## YOUR OBJECTIVE:
Find the lines of data that contain the string "commit", then list them.
[[ RECORD EXCERPTS open ]]
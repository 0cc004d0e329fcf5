use crate::browser::ProbePage;
use crate::config::ProbeConfig;
use crate::models::SizeLabel;
use crate::probe::{FailureReason, ProbeError};
use crate::utils::error::AppError;
use scraper::{ElementRef, Html, Selector};
use serde::{Deserialize, Serialize};
use std::sync::LazyLock;
use tokio_retry::strategy::FixedInterval;
use tokio_retry::Retry;

/// Container shapes the size panel is known to render as, most specific
/// first. Waited on as one comma-joined selector.
pub const PANEL_SELECTORS: [&str; 4] = [
    "ul.size-selector-sizes",
    "ul[class*='size-selector-sizes']",
    "[class*='size-selector'] ul",
    ".size-selector",
];

/// Label element candidates inside one size entry.
const LABEL_SELECTORS: [&str; 3] = [
    "[data-qa-qualifier='size-selector-sizes-size-label']",
    "[class*='size-selector-sizes-size-label']",
    "[data-qa-qualifier*='size-label']",
];

const DISABLED_CLASS: &str = "size-selector-sizes__size--disabled";
const OUT_OF_STOCK_ACTION: &str = "size-out-of-stock";

static ITEM_SELECTOR: LazyLock<Selector> =
    LazyLock::new(|| Selector::parse("li").expect("invalid selector"));
static BUTTON_SELECTOR: LazyLock<Selector> =
    LazyLock::new(|| Selector::parse("button").expect("invalid selector"));

/// One entry of the revealed size panel, in DOM order.
#[derive(Debug, Clone, Serialize, Deserialize, PartialEq, Eq)]
pub struct SizeEntry {
    pub label: String,
    pub disabled: bool,
}

enum ExtractError {
    Empty,
    Fault(AppError),
}

/// Waits for the panel container, then reads entries out of document
/// snapshots, retrying empty reads while the panel hydrates. Exhausting
/// the retry budget on an empty panel is not a fault: the empty list
/// flows into the canonical filter downstream.
pub(crate) async fn extract_sizes(
    page: &ProbePage,
    config: &ProbeConfig,
) -> Result<Vec<SizeEntry>, ProbeError> {
    if !page.wait_for_any(&PANEL_SELECTORS, config.panel_wait()) {
        return Err(FailureReason::PanelNotFound.into());
    }

    let retries = config.extract_attempts.saturating_sub(1) as usize;
    let strategy = FixedInterval::from_millis(config.extract_retry_delay_ms).take(retries);

    let attempt = || async {
        let html = page
            .content()
            .map_err(|e| ExtractError::Fault(AppError::browser(e)))?;
        let entries = parse_size_panel(&html);
        if entries.is_empty() {
            Err(ExtractError::Empty)
        } else {
            Ok(entries)
        }
    };

    match Retry::spawn(strategy, attempt).await {
        Ok(entries) => Ok(entries),
        Err(ExtractError::Empty) => Ok(Vec::new()),
        Err(ExtractError::Fault(err)) => Err(err.into()),
    }
}

/// Parses size entries out of a document snapshot. Returns entries in DOM
/// order, empty when no known container shape is present.
pub fn parse_size_panel(html: &str) -> Vec<SizeEntry> {
    let document = Html::parse_document(html);

    let panel = PANEL_SELECTORS.iter().find_map(|selector| {
        let parsed = Selector::parse(selector).ok()?;
        document.select(&parsed).next()
    });
    let Some(panel) = panel else {
        return Vec::new();
    };

    let mut entries = Vec::new();
    for item in panel.select(&ITEM_SELECTOR) {
        let label = entry_label(&item);
        if label.is_empty() {
            continue;
        }

        let class = item.value().attr("class").unwrap_or("");
        let button = item.select(&BUTTON_SELECTOR).next();
        let qa_action = button
            .and_then(|b| b.value().attr("data-qa-action"))
            .unwrap_or("");
        let native_disabled = button.is_some_and(|b| b.value().attr("disabled").is_some());

        let disabled =
            class.contains(DISABLED_CLASS) || qa_action == OUT_OF_STOCK_ACTION || native_disabled;

        entries.push(SizeEntry { label, disabled });
    }
    entries
}

/// Filters entries to the canonical vocabulary and orders them by
/// canonical rank. DOM order is not trusted.
pub fn canonical_sizes(entries: &[SizeEntry]) -> Vec<SizeLabel> {
    let mut sizes: Vec<SizeLabel> = entries
        .iter()
        .filter_map(|entry| entry.label.parse().ok())
        .collect();
    sizes.sort();
    sizes
}

fn entry_label(item: &ElementRef<'_>) -> String {
    for selector in LABEL_SELECTORS {
        if let Ok(parsed) = Selector::parse(selector) {
            if let Some(element) = item.select(&parsed).next() {
                let text = element_text(&element);
                if !text.is_empty() {
                    return text;
                }
            }
        }
    }
    if let Some(button) = item.select(&BUTTON_SELECTOR).next() {
        let text = element_text(&button);
        if !text.is_empty() {
            return text;
        }
    }
    element_text(item)
}

fn element_text(element: &ElementRef<'_>) -> String {
    element
        .text()
        .collect::<Vec<_>>()
        .join(" ")
        .trim()
        .to_string()
}
use crate::models::{ItemState, generate_id};
use chrono::{DateTime, Duration, Utc};
use serde::{Deserialize, Serialize};
use url::Url;

/// Query parameter on the product URL that carries the product id used to
/// scope availability capture.
pub const PRODUCT_ID_PARAM: &str = "v1";

/// How long an item sits out after the site's bot defense blocks a probe.
pub const ACCESS_DENIED_COOLDOWN_MS: i64 = 3_600_000;

#[derive(Debug, Clone, Serialize, Deserialize, PartialEq)]
pub struct TrackedItem {
    pub id: String,
    pub url: String,
    /// Wanted size, uppercased free text. Kept as text on purpose: a size
    /// outside the canonical vocabulary must probe as "not offered", not
    /// fail at creation.
    pub target_size: String,
    pub state: ItemState,
    #[serde(default, skip_serializing_if = "Option::is_none")]
    pub cooldown_until: Option<DateTime<Utc>>,
    #[serde(default, skip_serializing_if = "Option::is_none")]
    pub notified_at: Option<DateTime<Utc>>,
    pub created_at: DateTime<Utc>,
}

#[derive(Debug, Clone, Serialize, Deserialize)]
pub struct NewTrackedItem {
    pub url: String,
    pub size: String,
}

impl TrackedItem {
    pub fn new(new_item: NewTrackedItem) -> Self {
        Self {
            id: generate_id(),
            url: new_item.url,
            target_size: new_item.size.trim().to_uppercase(),
            state: ItemState::Pending,
            cooldown_until: None,
            notified_at: None,
            created_at: Utc::now(),
        }
    }

    /// Product id parsed from the URL's query parameter, if present.
    pub fn product_id(&self) -> Option<String> {
        Self::product_id_of(&self.url)
    }

    pub fn product_id_of(url: &str) -> Option<String> {
        let parsed = Url::parse(url).ok()?;
        parsed
            .query_pairs()
            .find(|(key, _)| key == PRODUCT_ID_PARAM)
            .map(|(_, value)| value.into_owned())
            .filter(|value| !value.is_empty())
    }

    /// Whether a poll cycle at `now` should probe this item. Notified items
    /// are excluded permanently; cooldown items only until the deadline.
    pub fn is_eligible(&self, now: DateTime<Utc>) -> bool {
        match self.state {
            ItemState::Notified => false,
            ItemState::Cooldown => match self.cooldown_until {
                Some(until) => now >= until,
                None => true,
            },
            ItemState::Pending => true,
        }
    }

    pub fn begin_cooldown(&mut self, now: DateTime<Utc>) {
        self.state = ItemState::Cooldown;
        self.cooldown_until = Some(now + Duration::milliseconds(ACCESS_DENIED_COOLDOWN_MS));
    }

    pub fn mark_notified(&mut self, now: DateTime<Utc>) {
        self.state = ItemState::Notified;
        self.notified_at = Some(now);
    }
}
use crate::models::{NewTrackedItem, TrackedItem, PRODUCT_ID_PARAM};
use crate::notifiers::Notifier;
use crate::probe::{FailureReason, ProbeOutcome, StockCheck, StockProbe};
use crate::store::ItemStore;
use crate::utils::error::{AppError, Result};
use chrono::{DateTime, Utc};
use serde::{Deserialize, Serialize};
use std::collections::HashMap;
use std::sync::Arc;
use tokio::sync::Mutex;
use tokio::time::Instant;
use tracing::{debug, error, info, warn};
use url::Url;

/// Consecutive failed checks of one item before the log escalates to warn.
const FAILURE_ESCALATION_THRESHOLD: u32 = 5;

#[derive(Debug, Clone, Serialize, Deserialize)]
pub struct CycleSummary {
    pub started_at: DateTime<Utc>,
    pub eligible: usize,
    pub checked: usize,
    pub in_stock: usize,
    pub access_denied: usize,
    pub failures: usize,
    pub elapsed_ms: u64,
}

/// Owns the tracked-item list and drives poll cycles over it. Cycles may
/// be triggered by the scheduler, the HTTP API or startup; overlapping
/// triggers are dropped, never queued.
pub struct PollController {
    items: Mutex<Vec<TrackedItem>>,
    store: Arc<dyn ItemStore>,
    notifier: Arc<dyn Notifier>,
    probe: Arc<dyn StockProbe>,
    cycle_guard: Mutex<()>,
    failure_counts: Mutex<HashMap<String, u32>>,
}

impl PollController {
    pub fn new(
        items: Vec<TrackedItem>,
        store: Arc<dyn ItemStore>,
        notifier: Arc<dyn Notifier>,
        probe: Arc<dyn StockProbe>,
    ) -> Self {
        Self {
            items: Mutex::new(items),
            store,
            notifier,
            probe,
            cycle_guard: Mutex::new(()),
            failure_counts: Mutex::new(HashMap::new()),
        }
    }

    pub async fn items(&self) -> Vec<TrackedItem> {
        self.items.lock().await.clone()
    }

    pub async fn track(&self, new_item: NewTrackedItem) -> Result<TrackedItem> {
        let url = new_item.url.trim().to_string();
        if Url::parse(&url).is_err() {
            return Err(AppError::Validation(format!("Invalid URL: {url}")));
        }
        if TrackedItem::product_id_of(&url).is_none() {
            return Err(AppError::Validation(format!(
                "URL is missing the '{PRODUCT_ID_PARAM}' product id parameter"
            )));
        }
        if new_item.size.trim().is_empty() {
            return Err(AppError::Validation("Size must not be empty".to_string()));
        }

        let item = TrackedItem::new(NewTrackedItem {
            url,
            size: new_item.size,
        });

        let mut items = self.items.lock().await;
        items.push(item.clone());
        self.store.save(&items).await?;

        info!(
            "Tracking item {} (size {}, {})",
            item.id, item.target_size, item.url
        );
        Ok(item)
    }

    pub async fn untrack(&self, id: &str) -> Result<TrackedItem> {
        let removed = {
            let mut items = self.items.lock().await;
            let Some(position) = items.iter().position(|item| item.id == id) else {
                return Err(AppError::NotFound {
                    resource: format!("tracked item {id}"),
                });
            };
            let removed = items.remove(position);
            self.store.save(&items).await?;
            removed
        };

        self.failure_counts.lock().await.remove(id);
        info!("Stopped tracking item {}", id);
        Ok(removed)
    }

    /// Runs one poll cycle over the eligible items. Returns None when a
    /// cycle is already in flight and this trigger was dropped.
    pub async fn run_cycle(&self) -> Option<CycleSummary> {
        let _guard = match self.cycle_guard.try_lock() {
            Ok(guard) => guard,
            Err(_) => {
                info!("Poll cycle already in flight, trigger dropped");
                return None;
            }
        };

        let started_at = Utc::now();
        let start = Instant::now();

        // Snapshot under the lock, probe outside it: items stay editable
        // through the API while a cycle runs
        let (eligible, total) = {
            let items = self.items.lock().await;
            let now = Utc::now();
            let eligible: Vec<TrackedItem> = items
                .iter()
                .filter(|item| item.is_eligible(now))
                .cloned()
                .collect();
            (eligible, items.len())
        };

        info!(
            "Poll cycle started: {} of {} items eligible",
            eligible.len(),
            total
        );

        let mut summary = CycleSummary {
            started_at,
            eligible: eligible.len(),
            checked: 0,
            in_stock: 0,
            access_denied: 0,
            failures: 0,
            elapsed_ms: 0,
        };

        for item in &eligible {
            summary.checked += 1;
            match self.probe.check(item).await {
                Ok(ProbeOutcome::Success(success)) => {
                    self.clear_failures(&item.id).await;
                    match success.check {
                        StockCheck::Offered {
                            sku,
                            status,
                            in_stock: true,
                        } => {
                            summary.in_stock += 1;
                            info!(
                                "Item {} size {} in stock (sku {}, {})",
                                item.id, item.target_size, sku, status
                            );
                            self.handle_in_stock(item, sku, &status).await;
                        }
                        StockCheck::Offered { status, .. } => {
                            debug!(
                                "Item {} size {} not available ({})",
                                item.id, item.target_size, status
                            );
                        }
                        StockCheck::NotOffered => {
                            debug!(
                                "Item {} size {} not offered for this product",
                                item.id, item.target_size
                            );
                        }
                    }
                }
                Ok(ProbeOutcome::Failure(FailureReason::AccessDenied)) => {
                    summary.access_denied += 1;
                    warn!("Item {} blocked by bot defense, cooling down", item.id);
                    self.handle_access_denied(item).await;
                }
                Ok(ProbeOutcome::Failure(reason)) => {
                    summary.failures += 1;
                    self.note_failure(&item.id, &reason.to_string()).await;
                }
                Err(e) => {
                    // One broken probe must not sink the rest of the cycle
                    summary.failures += 1;
                    error!("Probe fault for item {}: {}", item.id, e);
                    self.note_failure(&item.id, "probe fault").await;
                }
            }
        }

        summary.elapsed_ms = start.elapsed().as_millis() as u64;
        info!(
            "Poll cycle finished in {}ms: {} checked, {} in stock, {} access denied, {} failures",
            summary.elapsed_ms,
            summary.checked,
            summary.in_stock,
            summary.access_denied,
            summary.failures
        );
        Some(summary)
    }

    async fn handle_in_stock(&self, item: &TrackedItem, sku: u64, status: &str) {
        let message = stock_message(item, sku, status);
        if let Err(e) = self.notifier.send(&message).await {
            // The transition below still applies; a sighting is consumed
            // exactly once
            warn!(
                "Failed to deliver stock alert for item {} via {}: {}",
                item.id,
                self.notifier.name(),
                e
            );
        }

        let now = Utc::now();
        if let Err(e) = self.commit(&item.id, |it| it.mark_notified(now)).await {
            error!("Failed to persist notified state for item {}: {}", item.id, e);
        }
    }

    async fn handle_access_denied(&self, item: &TrackedItem) {
        let now = Utc::now();
        if let Err(e) = self.commit(&item.id, |it| it.begin_cooldown(now)).await {
            error!("Failed to persist cooldown for item {}: {}", item.id, e);
        }

        if let Err(e) = self.notifier.send(&degraded_message(item)).await {
            warn!(
                "Failed to deliver degraded-mode notice for item {}: {}",
                item.id, e
            );
        }
    }

    /// Applies a state change to the live list by id and persists. An item
    /// untracked while its probe ran is gone; nothing to commit.
    async fn commit<F>(&self, id: &str, mutate: F) -> Result<()>
    where
        F: FnOnce(&mut TrackedItem),
    {
        let mut items = self.items.lock().await;
        let Some(item) = items.iter_mut().find(|item| item.id == id) else {
            debug!("Item {} untracked mid-cycle, dropping state change", id);
            return Ok(());
        };
        mutate(item);
        self.store.save(&items).await
    }

    async fn note_failure(&self, id: &str, reason: &str) {
        let mut counts = self.failure_counts.lock().await;
        let count = counts.entry(id.to_string()).or_insert(0);
        *count += 1;
        if *count >= FAILURE_ESCALATION_THRESHOLD {
            warn!("Item {} failed {} consecutive checks: {}", id, count, reason);
        } else {
            info!("Item {} check failed: {}", id, reason);
        }
    }

    async fn clear_failures(&self, id: &str) {
        self.failure_counts.lock().await.remove(id);
    }
}

fn stock_message(item: &TrackedItem, sku: u64, status: &str) -> String {
    format!(
        "Stock alert!\nSize: {}\nStatus: {}\nSKU: {}\n{}",
        item.target_size, status, sku, item.url
    )
}

fn degraded_message(item: &TrackedItem) -> String {
    format!(
        "Access denied by bot protection.\nChecks for this item are paused for 1 hour.\n{}",
        item.url
    )
}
[[ RECORD EXCERPTS closed ]]
## EXERCISE RESPONSE:
        if let Err(e) = self.commit(&item.id, |it| it.mark_notified(now)).await {
        if let Err(e) = self.commit(&item.id, |it| it.begin_cooldown(now)).await {
    /// untracked while its probe ran is gone; nothing to commit.
    async fn commit<F>(&self, id: &str, mutate: F) -> Result<()>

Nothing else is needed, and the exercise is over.